PROBLEM DETAILS:
Would you give the entries below again in full, exactly as they stand?

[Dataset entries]
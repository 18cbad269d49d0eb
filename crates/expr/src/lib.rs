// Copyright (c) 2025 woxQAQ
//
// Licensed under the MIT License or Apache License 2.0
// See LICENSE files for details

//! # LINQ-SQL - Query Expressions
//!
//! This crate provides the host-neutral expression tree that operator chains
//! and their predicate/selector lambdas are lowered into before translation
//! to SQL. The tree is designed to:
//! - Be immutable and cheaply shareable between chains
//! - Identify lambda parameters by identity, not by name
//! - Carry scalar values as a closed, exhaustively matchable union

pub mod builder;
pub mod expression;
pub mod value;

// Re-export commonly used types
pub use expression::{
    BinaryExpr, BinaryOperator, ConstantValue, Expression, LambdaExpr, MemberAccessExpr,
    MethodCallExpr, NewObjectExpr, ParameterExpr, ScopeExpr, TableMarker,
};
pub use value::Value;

TASK RESPONSE:
repository 18cbad269d49d0eb
filename crates/expr/src/lib.rs
// Copyright (c) 2025 woxQAQ
//
// Licensed under the MIT License or Apache License 2.0
// See LICENSE files for details

//! # LINQ-SQL - Query Expressions
//!
//! This crate provides the host-neutral expression tree that operator chains
//! and their predicate/selector lambdas are lowered into before translation
//! to SQL. The tree is designed to:
//! - Be immutable and cheaply shareable between chains
//! - Identify lambda parameters by identity, not by name
//! - Carry scalar values as a closed, exhaustively matchable union

pub mod builder;
pub mod expression;
pub mod value;

// Re-export commonly used types
pub use expression::{
    BinaryExpr, BinaryOperator, ConstantValue, Expression, LambdaExpr, MemberAccessExpr,
    MethodCallExpr, NewObjectExpr, ParameterExpr, ScopeExpr, TableMarker,
};
pub use value::Value;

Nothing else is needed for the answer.